If a line in the listing includes the word "CaptureError", copy it out.

> _Task data_
_ _ _ _ _ _ _

//! Synthetic test pattern.
//!
//! Vertical colour bars that scroll one bar-width per second of frames, with
//! a per-device tint so front and back cameras are distinguishable.

use camera_capture_core::models::frame::PixelFormat;

const BARS: [[u8; 3]; 8] = [
    [255, 255, 255],
    [255, 255, 0],
    [0, 255, 255],
    [0, 255, 0],
    [255, 0, 255],
    [255, 0, 0],
    [0, 0, 255],
    [0, 0, 0],
];

/// Pixel format every virtual camera produces.
pub const PATTERN_FORMAT: PixelFormat = PixelFormat::Bgra8;

/// Render frame number `index` of a `width` x `height` BGRA pattern.
pub fn render(width: u32, height: u32, index: u64, tint: u8) -> Vec<u8> {
    let mut data = Vec::with_capacity(PATTERN_FORMAT.buffer_len(width, height));
    if width == 0 || height == 0 {
        return data;
    }

    let bar_width = (width as usize / BARS.len()).max(1);
    let shift = (index as usize) % width as usize;

    for _ in 0..height {
        for x in 0..width as usize {
            let bar = ((x + shift) / bar_width) % BARS.len();
            let [r, g, b] = BARS[bar];
            data.extend_from_slice(&[b ^ tint, g, r, 255]);
        }
    }
    data
}

/// Tint derived from a device id.
pub fn tint_for(device_id: &str) -> u8 {
    device_id.bytes().fold(0u8, |acc, b| acc.wrapping_mul(31).wrapping_add(b))
}
//! Virtual video data output.
//!
//! Holds the connection settings shared with whichever input is attached:
//! frame size follows the quality preset, and portrait rotations swap the
//! sensor's landscape dimensions.

use std::sync::Arc;

use parking_lot::RwLock;

use camera_capture_core::models::camera_models::{QualityPreset, VideoRotation};
use camera_capture_core::models::error::CaptureError;
use camera_capture_core::traits::capture_provider::CaptureOutput;

/// Sensor dimensions, always landscape.
#[derive(Debug, Clone, Copy, PartialEq, Eq)]
pub struct Resolution {
    pub width: u32,
    pub height: u32,
}

impl Resolution {
    /// Dimensions for the presets this backend understands.
    pub fn for_preset(preset: &QualityPreset) -> Option<Self> {
        let (width, height) = match preset.as_str() {
            QualityPreset::LOW => (192, 144),
            QualityPreset::MEDIUM => (480, 360),
            QualityPreset::HIGH => (1280, 720),
            QualityPreset::PHOTO => (1920, 1080),
            _ => return None,
        };
        Some(Self { width, height })
    }
}

/// Connection settings as last applied to the output.
#[derive(Debug, Clone, Copy, PartialEq, Eq)]
pub struct StreamFormat {
    pub resolution: Resolution,
    pub rotation: VideoRotation,
    pub mirrored: bool,
}

impl Default for StreamFormat {
    fn default() -> Self {
        Self {
            resolution: Resolution {
                width: 480,
                height: 360,
            },
            rotation: VideoRotation::Portrait,
            mirrored: false,
        }
    }
}

impl StreamFormat {
    /// Width and height of delivered frames.
    pub fn frame_size(&self) -> (u32, u32) {
        let Resolution { width, height } = self.resolution;
        match self.rotation {
            VideoRotation::Portrait | VideoRotation::PortraitUpsideDown => (height, width),
            VideoRotation::LandscapeLeft | VideoRotation::LandscapeRight => (width, height),
        }
    }
}

pub struct VirtualVideoOutput {
    format: Arc<RwLock<StreamFormat>>,
}

impl VirtualVideoOutput {
    pub fn new(format: Arc<RwLock<StreamFormat>>) -> Self {
        Self { format }
    }

    pub fn format(&self) -> StreamFormat {
        *self.format.read()
    }
}

impl CaptureOutput for VirtualVideoOutput {
    fn supports_rotation(&self) -> bool {
        true
    }

    fn supports_mirroring(&self) -> bool {
        true
    }

    fn set_rotation(&mut self, rotation: VideoRotation) {
        self.format.write().rotation = rotation;
    }

    fn set_mirrored(&mut self, mirrored: bool) {
        self.format.write().mirrored = mirrored;
    }

    fn apply_preset(&mut self, preset: &QualityPreset) -> Result<(), CaptureError> {
        let resolution = Resolution::for_preset(preset).ok_or_else(|| {
            log::warn!("virtual output does not support preset {}", preset);
            CaptureError::PresetRejected(preset.to_string())
        })?;
        self.format.write().resolution = resolution;
        log::debug!(
            "virtual output preset {} ({}x{})",
            preset,
            resolution.width,
            resolution.height
        );
        Ok(())
    }
}
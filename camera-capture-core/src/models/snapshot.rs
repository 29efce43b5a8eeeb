use serde::{Deserialize, Serialize};

use super::camera_models::{
    CameraPosition, CaptureDevice, CaptureDiagnostics, DeviceOrientation, OutputTransform, QualityPreset,
};
use super::state::{AuthorizationState, SessionState};

/// Point-in-time view of a capturer's committed configuration.
///
/// Serializable for host applications that surface session status.
#[derive(Debug, Clone, PartialEq, Serialize, Deserialize)]
pub struct SessionSnapshot {
    pub session_id: String,
    pub taken_at: String,
    pub state: SessionState,
    pub authorization: AuthorizationState,
    pub camera_position: CameraPosition,
    pub quality_preset: QualityPreset,
    pub device_orientation: DeviceOrientation,
    pub output_transform: OutputTransform,
    pub active_device: Option<CaptureDevice>,
    pub diagnostics: CaptureDiagnostics,
}

impl SessionSnapshot {
    pub fn to_json(&self) -> serde_json::Result<String> {
        serde_json::to_string_pretty(self)
    }
}
use serde::{Deserialize, Serialize};

use super::camera_models::{CameraPosition, DeviceOrientation, QualityPreset};
use super::error::CaptureError;

/// Initial settings for a frame capturer.
///
/// These seed the committed values; afterwards the setters on the capturer are
/// the only way to change them.
#[derive(Debug, Clone, PartialEq, Serialize, Deserialize)]
#[serde(default)]
pub struct CapturerConfiguration {
    /// Camera to resolve on the first configure (default: front).
    pub camera_position: CameraPosition,

    /// Preset applied to the output on configure (default: medium).
    pub quality_preset: QualityPreset,

    /// Orientation used until the first orientation event (default: portrait).
    pub device_orientation: DeviceOrientation,

    /// Thread name of the configuration worker.
    pub configuration_label: String,

    /// Thread name of the frame delivery worker.
    pub delivery_label: String,
}

impl CapturerConfiguration {
    pub fn validate(&self) -> Result<(), String> {
        if !self.device_orientation.is_applicable() {
            return Err("initial device orientation must be portrait or landscape".into());
        }
        if self.quality_preset.is_empty() {
            return Err("quality preset must not be empty".into());
        }
        if self.configuration_label.trim().is_empty() || self.delivery_label.trim().is_empty() {
            return Err("worker labels must not be empty".into());
        }
        Ok(())
    }

    /// Parses and validates a JSON configuration. Missing fields take defaults.
    pub fn from_json(json: &str) -> Result<Self, CaptureError> {
        let config: Self = serde_json::from_str(json)
            .map_err(|e| CaptureError::InvalidConfiguration(format!("failed to parse configuration: {}", e)))?;
        config.validate().map_err(CaptureError::InvalidConfiguration)?;
        Ok(config)
    }
}

impl Default for CapturerConfiguration {
    fn default() -> Self {
        Self {
            camera_position: CameraPosition::Front,
            quality_preset: QualityPreset::medium(),
            device_orientation: DeviceOrientation::Portrait,
            configuration_label: "video-configuration".into(),
            delivery_label: "video-data-output".into(),
        }
    }
}
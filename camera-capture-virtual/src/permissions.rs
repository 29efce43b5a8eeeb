//! Simulated camera permission.
//!
//! Behaves like a platform consent prompt: an undetermined status prompts on
//! a separate thread, answers after a delay, and remembers the answer.

use std::sync::Arc;
use std::thread;
use std::time::Duration;

use parking_lot::Mutex;

use camera_capture_core::traits::authorization::{AuthorizationCallback, AuthorizationProvider, AuthorizationStatus};

pub struct VirtualAuthorization {
    status: Arc<Mutex<AuthorizationStatus>>,
    answer: bool,
    delay: Duration,
}

impl VirtualAuthorization {
    /// Access already granted; no prompt is shown.
    pub fn granted() -> Self {
        Self::with_status(AuthorizationStatus::Authorized, true)
    }

    /// Access already denied; no prompt is shown.
    pub fn denied() -> Self {
        Self::with_status(AuthorizationStatus::Denied, false)
    }

    /// Not yet determined; the prompt answers `answer` after `delay`.
    pub fn prompting(answer: bool, delay: Duration) -> Self {
        Self {
            status: Arc::new(Mutex::new(AuthorizationStatus::NotDetermined)),
            answer,
            delay,
        }
    }

    fn with_status(status: AuthorizationStatus, answer: bool) -> Self {
        Self {
            status: Arc::new(Mutex::new(status)),
            answer,
            delay: Duration::ZERO,
        }
    }
}

impl AuthorizationProvider for VirtualAuthorization {
    fn status(&self) -> AuthorizationStatus {
        *self.status.lock()
    }

    fn request_access(&self, completion: AuthorizationCallback) {
        let status = Arc::clone(&self.status);
        let answer = self.answer;
        let delay = self.delay;

        let spawned = thread::Builder::new()
            .name("virtual-authorization-prompt".into())
            .spawn(move || {
                thread::sleep(delay);
                *status.lock() = if answer {
                    AuthorizationStatus::Authorized
                } else {
                    AuthorizationStatus::Denied
                };
                log::info!("virtual camera access {}", if answer { "granted" } else { "denied" });
                completion(answer);
            });

        // The completion went down with the closure; the caller sees a denial.
        if let Err(e) = spawned {
            log::error!("failed to spawn authorization prompt: {}", e);
        }
    }
}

_ _ _ _ _ _ _

> _Answer space_
use camera_capture_core::models::error::CaptureError;
    fn apply_preset(&mut self, preset: &QualityPreset) -> Result<(), CaptureError> {
            CaptureError::PresetRejected(preset.to_string())
use super::error::CaptureError;
    pub fn from_json(json: &str) -> Result<Self, CaptureError> {
            .map_err(|e| CaptureError::InvalidConfiguration(format!("failed to parse configuration: {}", e)))?;
        config.validate().map_err(CaptureError::InvalidConfiguration)?;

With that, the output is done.